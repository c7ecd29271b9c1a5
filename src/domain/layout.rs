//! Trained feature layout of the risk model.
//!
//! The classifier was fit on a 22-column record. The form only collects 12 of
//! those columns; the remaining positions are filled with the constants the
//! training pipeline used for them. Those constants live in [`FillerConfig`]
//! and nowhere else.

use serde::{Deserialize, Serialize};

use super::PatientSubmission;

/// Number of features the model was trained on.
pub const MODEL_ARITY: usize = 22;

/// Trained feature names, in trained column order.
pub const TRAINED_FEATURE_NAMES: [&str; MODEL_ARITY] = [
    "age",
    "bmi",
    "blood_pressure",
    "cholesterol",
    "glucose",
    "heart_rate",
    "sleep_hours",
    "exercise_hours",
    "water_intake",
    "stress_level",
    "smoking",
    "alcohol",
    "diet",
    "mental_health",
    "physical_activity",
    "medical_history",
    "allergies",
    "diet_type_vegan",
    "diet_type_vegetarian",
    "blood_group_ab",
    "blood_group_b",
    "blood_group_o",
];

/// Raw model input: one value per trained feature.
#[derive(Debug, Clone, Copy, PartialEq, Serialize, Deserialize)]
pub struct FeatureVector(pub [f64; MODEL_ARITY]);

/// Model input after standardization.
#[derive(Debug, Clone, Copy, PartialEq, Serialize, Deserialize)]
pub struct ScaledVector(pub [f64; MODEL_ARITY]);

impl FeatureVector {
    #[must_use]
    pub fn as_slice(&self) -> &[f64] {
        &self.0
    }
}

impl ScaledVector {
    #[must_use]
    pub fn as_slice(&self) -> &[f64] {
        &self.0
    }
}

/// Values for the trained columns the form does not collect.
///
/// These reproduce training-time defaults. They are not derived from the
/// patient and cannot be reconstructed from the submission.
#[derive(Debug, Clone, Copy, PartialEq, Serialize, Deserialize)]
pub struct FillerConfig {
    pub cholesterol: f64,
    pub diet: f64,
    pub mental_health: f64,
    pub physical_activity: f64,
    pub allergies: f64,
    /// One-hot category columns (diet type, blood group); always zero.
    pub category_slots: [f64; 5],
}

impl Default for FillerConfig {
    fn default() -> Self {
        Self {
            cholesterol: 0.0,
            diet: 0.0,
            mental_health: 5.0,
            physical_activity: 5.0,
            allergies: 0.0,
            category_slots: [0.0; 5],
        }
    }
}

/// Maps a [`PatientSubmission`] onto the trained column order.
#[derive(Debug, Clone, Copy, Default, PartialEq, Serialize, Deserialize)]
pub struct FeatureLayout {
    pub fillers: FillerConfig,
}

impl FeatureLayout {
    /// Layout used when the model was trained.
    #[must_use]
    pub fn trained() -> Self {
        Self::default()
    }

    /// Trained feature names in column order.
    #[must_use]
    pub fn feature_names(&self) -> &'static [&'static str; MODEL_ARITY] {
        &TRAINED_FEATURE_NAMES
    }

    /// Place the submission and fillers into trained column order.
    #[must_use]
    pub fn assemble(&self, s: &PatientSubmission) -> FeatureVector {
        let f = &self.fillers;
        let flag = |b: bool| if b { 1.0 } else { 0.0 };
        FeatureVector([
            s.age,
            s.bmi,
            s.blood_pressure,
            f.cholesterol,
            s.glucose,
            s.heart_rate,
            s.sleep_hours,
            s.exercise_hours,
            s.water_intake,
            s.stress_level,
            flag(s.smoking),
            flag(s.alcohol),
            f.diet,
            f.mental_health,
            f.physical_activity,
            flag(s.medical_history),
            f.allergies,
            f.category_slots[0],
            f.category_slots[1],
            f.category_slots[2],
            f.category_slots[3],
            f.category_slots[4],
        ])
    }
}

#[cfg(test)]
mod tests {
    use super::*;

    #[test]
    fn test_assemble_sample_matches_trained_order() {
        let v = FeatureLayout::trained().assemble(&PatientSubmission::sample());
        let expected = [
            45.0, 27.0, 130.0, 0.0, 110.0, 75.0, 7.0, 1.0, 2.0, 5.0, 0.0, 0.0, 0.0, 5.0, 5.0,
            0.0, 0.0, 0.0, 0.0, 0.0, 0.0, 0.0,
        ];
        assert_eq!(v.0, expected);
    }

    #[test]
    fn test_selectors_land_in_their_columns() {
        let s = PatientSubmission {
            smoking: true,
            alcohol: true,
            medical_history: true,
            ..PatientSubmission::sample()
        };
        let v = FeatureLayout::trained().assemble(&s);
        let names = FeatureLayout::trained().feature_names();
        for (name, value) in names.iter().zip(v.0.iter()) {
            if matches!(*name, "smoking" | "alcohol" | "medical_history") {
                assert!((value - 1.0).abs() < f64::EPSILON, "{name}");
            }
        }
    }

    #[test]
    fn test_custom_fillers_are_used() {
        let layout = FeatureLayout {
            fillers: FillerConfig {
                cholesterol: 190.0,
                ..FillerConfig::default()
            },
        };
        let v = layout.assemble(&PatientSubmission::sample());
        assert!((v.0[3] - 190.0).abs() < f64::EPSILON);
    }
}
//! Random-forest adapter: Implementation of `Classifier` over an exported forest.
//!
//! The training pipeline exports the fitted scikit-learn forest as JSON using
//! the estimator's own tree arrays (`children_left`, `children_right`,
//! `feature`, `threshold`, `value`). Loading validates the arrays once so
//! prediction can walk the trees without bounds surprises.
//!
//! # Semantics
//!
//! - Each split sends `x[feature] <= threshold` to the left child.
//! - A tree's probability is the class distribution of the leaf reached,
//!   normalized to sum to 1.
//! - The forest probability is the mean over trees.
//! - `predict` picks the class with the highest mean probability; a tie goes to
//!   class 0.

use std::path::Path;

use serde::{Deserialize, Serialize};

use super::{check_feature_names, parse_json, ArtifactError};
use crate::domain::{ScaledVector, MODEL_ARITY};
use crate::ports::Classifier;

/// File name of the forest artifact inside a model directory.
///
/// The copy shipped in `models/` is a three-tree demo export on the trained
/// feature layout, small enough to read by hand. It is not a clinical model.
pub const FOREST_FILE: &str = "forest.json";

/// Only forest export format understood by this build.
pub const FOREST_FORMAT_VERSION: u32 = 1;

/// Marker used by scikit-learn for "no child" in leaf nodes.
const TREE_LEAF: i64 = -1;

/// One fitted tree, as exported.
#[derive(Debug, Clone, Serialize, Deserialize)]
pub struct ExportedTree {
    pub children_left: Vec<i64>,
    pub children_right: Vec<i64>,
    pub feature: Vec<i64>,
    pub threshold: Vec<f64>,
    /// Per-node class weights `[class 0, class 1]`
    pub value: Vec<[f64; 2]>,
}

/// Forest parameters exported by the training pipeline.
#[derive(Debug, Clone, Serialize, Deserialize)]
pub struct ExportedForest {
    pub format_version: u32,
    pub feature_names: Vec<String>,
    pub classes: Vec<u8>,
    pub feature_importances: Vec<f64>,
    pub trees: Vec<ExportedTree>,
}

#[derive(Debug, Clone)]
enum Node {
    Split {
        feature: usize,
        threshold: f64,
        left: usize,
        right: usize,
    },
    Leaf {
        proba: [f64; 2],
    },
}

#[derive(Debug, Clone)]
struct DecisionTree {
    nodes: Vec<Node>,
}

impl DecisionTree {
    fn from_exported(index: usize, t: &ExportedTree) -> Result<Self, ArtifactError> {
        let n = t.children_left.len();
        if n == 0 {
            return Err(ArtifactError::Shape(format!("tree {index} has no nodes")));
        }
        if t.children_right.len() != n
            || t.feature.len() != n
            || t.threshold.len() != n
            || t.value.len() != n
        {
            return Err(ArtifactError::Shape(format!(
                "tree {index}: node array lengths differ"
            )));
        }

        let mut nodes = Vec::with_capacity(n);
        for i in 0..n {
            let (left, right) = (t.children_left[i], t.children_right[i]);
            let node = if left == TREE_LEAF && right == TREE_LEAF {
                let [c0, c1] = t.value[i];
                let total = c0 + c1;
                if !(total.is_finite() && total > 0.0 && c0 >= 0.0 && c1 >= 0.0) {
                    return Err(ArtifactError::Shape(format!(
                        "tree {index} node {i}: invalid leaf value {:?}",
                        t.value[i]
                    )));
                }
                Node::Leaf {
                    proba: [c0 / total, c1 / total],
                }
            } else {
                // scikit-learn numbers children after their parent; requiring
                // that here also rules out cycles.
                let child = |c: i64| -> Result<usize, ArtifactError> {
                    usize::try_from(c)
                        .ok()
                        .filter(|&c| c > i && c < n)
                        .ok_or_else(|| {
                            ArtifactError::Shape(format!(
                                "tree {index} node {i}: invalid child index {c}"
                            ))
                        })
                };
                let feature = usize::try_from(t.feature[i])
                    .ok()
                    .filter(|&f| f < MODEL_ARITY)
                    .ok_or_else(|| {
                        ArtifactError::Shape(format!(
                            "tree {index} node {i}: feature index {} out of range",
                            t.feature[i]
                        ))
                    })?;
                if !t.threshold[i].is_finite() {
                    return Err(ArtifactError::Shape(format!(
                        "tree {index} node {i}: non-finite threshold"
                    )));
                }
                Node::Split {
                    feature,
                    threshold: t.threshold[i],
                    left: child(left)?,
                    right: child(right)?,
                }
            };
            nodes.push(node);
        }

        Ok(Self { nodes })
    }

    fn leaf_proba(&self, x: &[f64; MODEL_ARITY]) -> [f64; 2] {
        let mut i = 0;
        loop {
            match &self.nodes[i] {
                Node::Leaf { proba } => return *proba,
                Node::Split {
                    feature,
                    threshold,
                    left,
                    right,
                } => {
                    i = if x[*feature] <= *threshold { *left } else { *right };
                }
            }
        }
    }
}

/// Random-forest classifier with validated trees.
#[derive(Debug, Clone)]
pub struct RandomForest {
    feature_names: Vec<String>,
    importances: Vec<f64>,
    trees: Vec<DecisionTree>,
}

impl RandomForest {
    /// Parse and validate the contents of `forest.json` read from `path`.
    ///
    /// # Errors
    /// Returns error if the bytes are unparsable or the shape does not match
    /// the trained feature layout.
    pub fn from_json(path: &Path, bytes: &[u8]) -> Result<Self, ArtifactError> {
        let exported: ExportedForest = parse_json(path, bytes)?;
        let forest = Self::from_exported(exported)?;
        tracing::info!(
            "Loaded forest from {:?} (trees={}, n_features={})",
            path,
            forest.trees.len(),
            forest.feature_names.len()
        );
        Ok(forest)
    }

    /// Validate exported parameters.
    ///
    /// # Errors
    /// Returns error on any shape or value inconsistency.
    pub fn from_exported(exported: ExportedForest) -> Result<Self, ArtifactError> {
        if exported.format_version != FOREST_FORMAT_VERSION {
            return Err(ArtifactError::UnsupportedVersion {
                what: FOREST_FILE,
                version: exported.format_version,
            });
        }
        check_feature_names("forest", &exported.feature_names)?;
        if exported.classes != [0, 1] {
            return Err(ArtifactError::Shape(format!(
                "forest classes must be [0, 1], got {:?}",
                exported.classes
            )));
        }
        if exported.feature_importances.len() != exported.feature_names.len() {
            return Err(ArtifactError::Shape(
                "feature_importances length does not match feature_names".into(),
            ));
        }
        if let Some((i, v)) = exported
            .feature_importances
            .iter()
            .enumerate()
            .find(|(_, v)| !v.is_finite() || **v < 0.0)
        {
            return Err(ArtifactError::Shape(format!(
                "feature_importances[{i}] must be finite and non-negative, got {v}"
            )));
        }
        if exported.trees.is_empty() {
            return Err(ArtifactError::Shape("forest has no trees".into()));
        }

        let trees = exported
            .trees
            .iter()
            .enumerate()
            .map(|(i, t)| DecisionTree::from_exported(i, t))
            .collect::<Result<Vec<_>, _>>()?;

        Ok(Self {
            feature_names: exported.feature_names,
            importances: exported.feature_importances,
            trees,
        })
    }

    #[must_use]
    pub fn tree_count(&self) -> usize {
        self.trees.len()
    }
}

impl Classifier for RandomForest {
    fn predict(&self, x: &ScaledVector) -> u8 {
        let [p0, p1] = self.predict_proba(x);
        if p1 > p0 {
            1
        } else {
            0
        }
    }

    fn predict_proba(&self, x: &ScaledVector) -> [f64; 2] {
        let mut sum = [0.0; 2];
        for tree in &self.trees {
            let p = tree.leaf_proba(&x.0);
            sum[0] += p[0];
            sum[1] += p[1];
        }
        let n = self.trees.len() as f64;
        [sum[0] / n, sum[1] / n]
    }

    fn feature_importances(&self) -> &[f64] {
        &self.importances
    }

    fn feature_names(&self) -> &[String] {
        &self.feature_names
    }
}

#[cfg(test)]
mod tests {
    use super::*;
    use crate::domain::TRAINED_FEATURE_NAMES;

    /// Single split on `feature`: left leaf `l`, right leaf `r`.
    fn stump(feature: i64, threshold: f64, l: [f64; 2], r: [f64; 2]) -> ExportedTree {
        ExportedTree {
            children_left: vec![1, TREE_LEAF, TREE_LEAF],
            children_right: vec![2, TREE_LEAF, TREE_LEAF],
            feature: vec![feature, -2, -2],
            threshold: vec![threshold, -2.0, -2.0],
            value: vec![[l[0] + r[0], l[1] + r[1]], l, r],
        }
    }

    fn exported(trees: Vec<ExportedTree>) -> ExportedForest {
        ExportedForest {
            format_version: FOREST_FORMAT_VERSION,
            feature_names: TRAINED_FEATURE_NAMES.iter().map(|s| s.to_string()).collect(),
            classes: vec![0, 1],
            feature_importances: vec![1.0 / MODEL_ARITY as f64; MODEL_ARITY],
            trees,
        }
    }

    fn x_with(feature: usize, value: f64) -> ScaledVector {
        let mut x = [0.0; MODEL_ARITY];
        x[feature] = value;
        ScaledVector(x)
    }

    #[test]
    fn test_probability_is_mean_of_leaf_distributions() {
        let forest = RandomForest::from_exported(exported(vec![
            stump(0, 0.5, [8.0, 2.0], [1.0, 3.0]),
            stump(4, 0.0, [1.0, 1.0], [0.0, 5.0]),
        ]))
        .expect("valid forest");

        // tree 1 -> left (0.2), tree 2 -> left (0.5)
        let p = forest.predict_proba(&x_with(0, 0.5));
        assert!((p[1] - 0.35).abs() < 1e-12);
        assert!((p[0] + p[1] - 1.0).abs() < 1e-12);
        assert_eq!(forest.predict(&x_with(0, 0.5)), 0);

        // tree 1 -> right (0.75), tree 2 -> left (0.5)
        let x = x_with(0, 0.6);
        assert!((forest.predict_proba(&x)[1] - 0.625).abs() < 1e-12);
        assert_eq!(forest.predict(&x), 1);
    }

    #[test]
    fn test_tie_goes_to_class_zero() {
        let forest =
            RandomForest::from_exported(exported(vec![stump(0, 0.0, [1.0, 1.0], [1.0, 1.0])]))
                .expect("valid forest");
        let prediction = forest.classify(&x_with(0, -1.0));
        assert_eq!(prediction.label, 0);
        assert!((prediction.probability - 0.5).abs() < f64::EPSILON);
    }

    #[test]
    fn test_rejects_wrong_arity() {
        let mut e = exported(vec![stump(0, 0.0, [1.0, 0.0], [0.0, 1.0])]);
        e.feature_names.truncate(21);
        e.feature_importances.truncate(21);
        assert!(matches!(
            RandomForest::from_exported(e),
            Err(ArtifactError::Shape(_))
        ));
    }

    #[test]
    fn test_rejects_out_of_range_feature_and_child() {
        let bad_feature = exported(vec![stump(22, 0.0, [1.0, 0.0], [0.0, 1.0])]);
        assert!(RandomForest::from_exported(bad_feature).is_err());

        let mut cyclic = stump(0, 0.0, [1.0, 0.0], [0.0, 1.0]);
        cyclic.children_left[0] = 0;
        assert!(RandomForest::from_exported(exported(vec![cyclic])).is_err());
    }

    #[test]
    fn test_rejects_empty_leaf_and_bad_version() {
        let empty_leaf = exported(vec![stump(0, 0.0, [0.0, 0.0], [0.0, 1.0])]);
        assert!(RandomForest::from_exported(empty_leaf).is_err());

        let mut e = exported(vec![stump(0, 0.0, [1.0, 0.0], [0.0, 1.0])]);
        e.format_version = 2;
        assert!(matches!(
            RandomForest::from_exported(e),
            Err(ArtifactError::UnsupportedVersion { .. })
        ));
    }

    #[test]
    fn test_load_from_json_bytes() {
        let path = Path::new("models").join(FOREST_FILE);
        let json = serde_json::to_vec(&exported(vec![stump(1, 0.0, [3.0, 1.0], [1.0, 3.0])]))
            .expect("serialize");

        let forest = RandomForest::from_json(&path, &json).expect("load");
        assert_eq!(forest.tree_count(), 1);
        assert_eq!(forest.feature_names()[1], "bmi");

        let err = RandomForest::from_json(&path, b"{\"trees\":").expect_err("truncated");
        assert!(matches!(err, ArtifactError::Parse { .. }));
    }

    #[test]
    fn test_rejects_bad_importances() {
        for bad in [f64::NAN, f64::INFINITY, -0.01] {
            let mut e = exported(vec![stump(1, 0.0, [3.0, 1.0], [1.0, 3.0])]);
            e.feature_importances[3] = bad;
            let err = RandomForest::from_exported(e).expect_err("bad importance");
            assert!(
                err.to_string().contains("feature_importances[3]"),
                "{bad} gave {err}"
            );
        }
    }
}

▬▬▬

▶ _WHAT YOU SHOULD DO_: Every line of the listing above that contains "usize" is to be copied.

▶ _TASK RESULT_:
pub const MODEL_ARITY: usize = 22;
        feature: usize,
        left: usize,
        right: usize,
    fn from_exported(index: usize, t: &ExportedTree) -> Result<Self, ArtifactError> {
                let child = |c: i64| -> Result<usize, ArtifactError> {
                    usize::try_from(c)
                let feature = usize::try_from(t.feature[i])
    pub fn tree_count(&self) -> usize {
    fn x_with(feature: usize, value: f64) -> ScaledVector {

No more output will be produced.